[Data to process]
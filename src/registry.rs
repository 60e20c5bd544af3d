// Copyright 2025 the lattice-ecs contributors
//
// Licensed under the Apache License, Version 2.0 (the "License");
// you may not use this file except in compliance with the License.
// You may obtain a copy of the License at
//
//     http://www.apache.org/licenses/LICENSE-2.0
//
// Unless required by applicable law or agreed to in writing, software
// distributed under the License is distributed on an "AS IS" BASIS,
// WITHOUT WARRANTIES OR CONDITIONS OF ANY KIND, either express or implied.
// See the License for the specific language governing permissions and
// limitations under the License.

//! Component type registration.

use std::any::TypeId;

use rustc_hash::FxHashMap;

use crate::component::{Component, ComponentId};
use crate::mask::{Mask, MAX_COMPONENTS};
use crate::util::align_to;

/// Metadata recorded for a registered component type.
#[derive(Debug, Clone, Copy)]
pub(crate) struct TypeInfo {
    pub type_id: TypeId,
    /// Element size in bytes. Always a multiple of `align`; may be zero for
    /// tag components.
    pub size: usize,
    pub align: usize,
    pub name: &'static str,
}

impl TypeInfo {
    fn of<T: Component>() -> Self {
        let align = std::mem::align_of::<T>();
        Self {
            type_id: TypeId::of::<T>(),
            size: align_to(std::mem::size_of::<T>(), align),
            align,
            name: std::any::type_name::<T>(),
        }
    }
}

/// Keeps track of component IDs.
///
/// IDs are assigned in registration order and are never reused. Registration
/// past [`MAX_COMPONENTS`] panics.
pub(crate) struct ComponentRegistry {
    components: FxHashMap<TypeId, ComponentId>,
    types: Vec<TypeInfo>,
    pub used: Mask,
    pub is_relation: Mask,
}

impl ComponentRegistry {
    pub fn new() -> Self {
        Self {
            components: FxHashMap::default(),
            types: Vec::new(),
            used: Mask::ZERO,
            is_relation: Mask::ZERO,
        }
    }

    /// Returns the ID for a component type, registering it if needed.
    pub fn component_id<T: Component>(&mut self) -> ComponentId {
        if let Some(&id) = self.components.get(&TypeId::of::<T>()) {
            return id;
        }
        self.register::<T>()
    }

    fn register<T: Component>(&mut self) -> ComponentId {
        let index = self.components.len();
        if index >= MAX_COMPONENTS {
            panic!("maximum of {} component types exceeded", MAX_COMPONENTS);
        }
        let id = ComponentId::new(index as u8);
        self.components.insert(TypeId::of::<T>(), id);
        self.types.push(TypeInfo::of::<T>());
        self.used.set(id, true);
        if T::IS_RELATION {
            self.is_relation.set(id, true);
        }
        id
    }

    /// Metadata of a registered ID. Panics for unassigned IDs.
    #[inline]
    pub fn type_info(&self, id: ComponentId) -> &TypeInfo {
        &self.types[id.index()]
    }

    /// The `TypeId` registered for an ID, if the ID is in use.
    pub fn component_type(&self, id: ComponentId) -> Option<TypeId> {
        if self.used.get(id) {
            Some(self.types[id.index()].type_id)
        } else {
            None
        }
    }

    /// Human-readable type name for panic messages.
    pub fn type_name(&self, id: ComponentId) -> &'static str {
        if self.used.get(id) {
            self.types[id.index()].name
        } else {
            "<unregistered>"
        }
    }

    /// Number of registered component types.
    pub fn len(&self) -> usize {
        self.components.len()
    }
}

#[cfg(test)]
mod tests {
    use super::*;
    use bytemuck::{Pod, Zeroable};

    #[repr(C)]
    #[derive(Clone, Copy, Zeroable, Pod)]
    struct Position {
        x: f32,
        y: f32,
    }
    impl Component for Position {}

    #[repr(C)]
    #[derive(Clone, Copy, Zeroable, Pod)]
    struct Tag;
    impl Component for Tag {}

    #[repr(C)]
    #[derive(Clone, Copy, Zeroable, Pod)]
    struct ChildOf;
    impl Component for ChildOf {
        const IS_RELATION: bool = true;
    }

    #[test]
    fn test_registration() {
        let mut registry = ComponentRegistry::new();

        let pos = registry.component_id::<Position>();
        let tag = registry.component_id::<Tag>();
        let rel = registry.component_id::<ChildOf>();

        assert_eq!(pos, ComponentId::new(0));
        assert_eq!(tag, ComponentId::new(1));
        assert_eq!(rel, ComponentId::new(2));

        // repeated registration returns the same ID
        assert_eq!(registry.component_id::<Position>(), pos);
        assert_eq!(registry.len(), 3);

        assert_eq!(registry.type_info(pos).size, 8);
        assert_eq!(registry.type_info(tag).size, 0);

        assert!(!registry.is_relation.get(pos));
        assert!(registry.is_relation.get(rel));

        assert_eq!(
            registry.component_type(pos),
            Some(TypeId::of::<Position>())
        );
        assert_eq!(registry.component_type(ComponentId::new(3)), None);
    }
}
// Copyright 2025 the lattice-ecs contributors
//
// Licensed under the Apache License, Version 2.0 (the "License");
// you may not use this file except in compliance with the License.
// You may obtain a copy of the License at
//
//     http://www.apache.org/licenses/LICENSE-2.0
//
// Unless required by applicable law or agreed to in writing, software
// distributed under the License is distributed on an "AS IS" BASIS,
// WITHOUT WARRANTIES OR CONDITIONS OF ANY KIND, either express or implied.
// See the License for the specific language governing permissions and
// limitations under the License.

//! Compact sparse map from component IDs to values.

use crate::component::ComponentId;
use crate::mask::Mask;

const NUM_CHUNKS: usize = 8;
const CHUNK_SIZE: usize = 16;

/// Maps component IDs (`0..128`) to values of type `T`.
///
/// Memory-efficient lookup structure: keys live in 8 chunks of 16 slots that
/// are allocated lazily and freed when their last key is removed. A lookup is
/// one mask test plus two indexed fetches.
pub(crate) struct IdMap<T> {
    chunks: [Option<Box<[T; CHUNK_SIZE]>>; NUM_CHUNKS],
    used: Mask,
    chunk_used: [u8; NUM_CHUNKS],
}

impl<T: Copy + Default> IdMap<T> {
    pub fn new() -> Self {
        Self {
            chunks: std::array::from_fn(|_| None),
            used: Mask::ZERO,
            chunk_used: [0; NUM_CHUNKS],
        }
    }

    /// Returns the value at the given key, if present.
    #[inline]
    pub fn get(&self, id: ComponentId) -> Option<T> {
        if !self.used.get(id) {
            return None;
        }
        let index = id.index();
        Some(self.chunks[index / CHUNK_SIZE].as_ref().unwrap()[index % CHUNK_SIZE])
    }

    /// Returns a mutable reference to the value at the given key, if present.
    #[allow(dead_code)]
    pub fn get_mut(&mut self, id: ComponentId) -> Option<&mut T> {
        if !self.used.get(id) {
            return None;
        }
        let index = id.index();
        Some(&mut self.chunks[index / CHUNK_SIZE].as_mut().unwrap()[index % CHUNK_SIZE])
    }

    /// Sets the value at the given key, allocating its chunk if necessary.
    pub fn set(&mut self, id: ComponentId, value: T) {
        let index = id.index();
        let chunk = index / CHUNK_SIZE;
        let slot = self.chunks[chunk].get_or_insert_with(|| Box::new([T::default(); CHUNK_SIZE]));
        slot[index % CHUNK_SIZE] = value;
        if !self.used.get(id) {
            self.used.set(id, true);
            self.chunk_used[chunk] += 1;
        }
    }

    /// Removes the value at the given key, de-allocating an emptied chunk.
    #[allow(dead_code)]
    pub fn remove(&mut self, id: ComponentId) {
        if !self.used.get(id) {
            return;
        }
        let chunk = id.index() / CHUNK_SIZE;
        self.used.set(id, false);
        self.chunk_used[chunk] -= 1;
        if self.chunk_used[chunk] == 0 {
            self.chunks[chunk] = None;
        }
    }
}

[Work task] Copy the entries above exactly, but only from the line holding "const NUM_CHUNKS: usize = 8;" through the line holding "self.chunk_used[chunk] -= 1;", both included.

[Response]
const NUM_CHUNKS: usize = 8;
const CHUNK_SIZE: usize = 16;

/// Maps component IDs (`0..128`) to values of type `T`.
///
/// Memory-efficient lookup structure: keys live in 8 chunks of 16 slots that
/// are allocated lazily and freed when their last key is removed. A lookup is
/// one mask test plus two indexed fetches.
pub(crate) struct IdMap<T> {
    chunks: [Option<Box<[T; CHUNK_SIZE]>>; NUM_CHUNKS],
    used: Mask,
    chunk_used: [u8; NUM_CHUNKS],
}

impl<T: Copy + Default> IdMap<T> {
    pub fn new() -> Self {
        Self {
            chunks: std::array::from_fn(|_| None),
            used: Mask::ZERO,
            chunk_used: [0; NUM_CHUNKS],
        }
    }

    /// Returns the value at the given key, if present.
    #[inline]
    pub fn get(&self, id: ComponentId) -> Option<T> {
        if !self.used.get(id) {
            return None;
        }
        let index = id.index();
        Some(self.chunks[index / CHUNK_SIZE].as_ref().unwrap()[index % CHUNK_SIZE])
    }

    /// Returns a mutable reference to the value at the given key, if present.
    #[allow(dead_code)]
    pub fn get_mut(&mut self, id: ComponentId) -> Option<&mut T> {
        if !self.used.get(id) {
            return None;
        }
        let index = id.index();
        Some(&mut self.chunks[index / CHUNK_SIZE].as_mut().unwrap()[index % CHUNK_SIZE])
    }

    /// Sets the value at the given key, allocating its chunk if necessary.
    pub fn set(&mut self, id: ComponentId, value: T) {
        let index = id.index();
        let chunk = index / CHUNK_SIZE;
        let slot = self.chunks[chunk].get_or_insert_with(|| Box::new([T::default(); CHUNK_SIZE]));
        slot[index % CHUNK_SIZE] = value;
        if !self.used.get(id) {
            self.used.set(id, true);
            self.chunk_used[chunk] += 1;
        }
    }

    /// Removes the value at the given key, de-allocating an emptied chunk.
    #[allow(dead_code)]
    pub fn remove(&mut self, id: ComponentId) {
        if !self.used.get(id) {
            return;
        }
        let chunk = id.index() / CHUNK_SIZE;
        self.used.set(id, false);
        self.chunk_used[chunk] -= 1;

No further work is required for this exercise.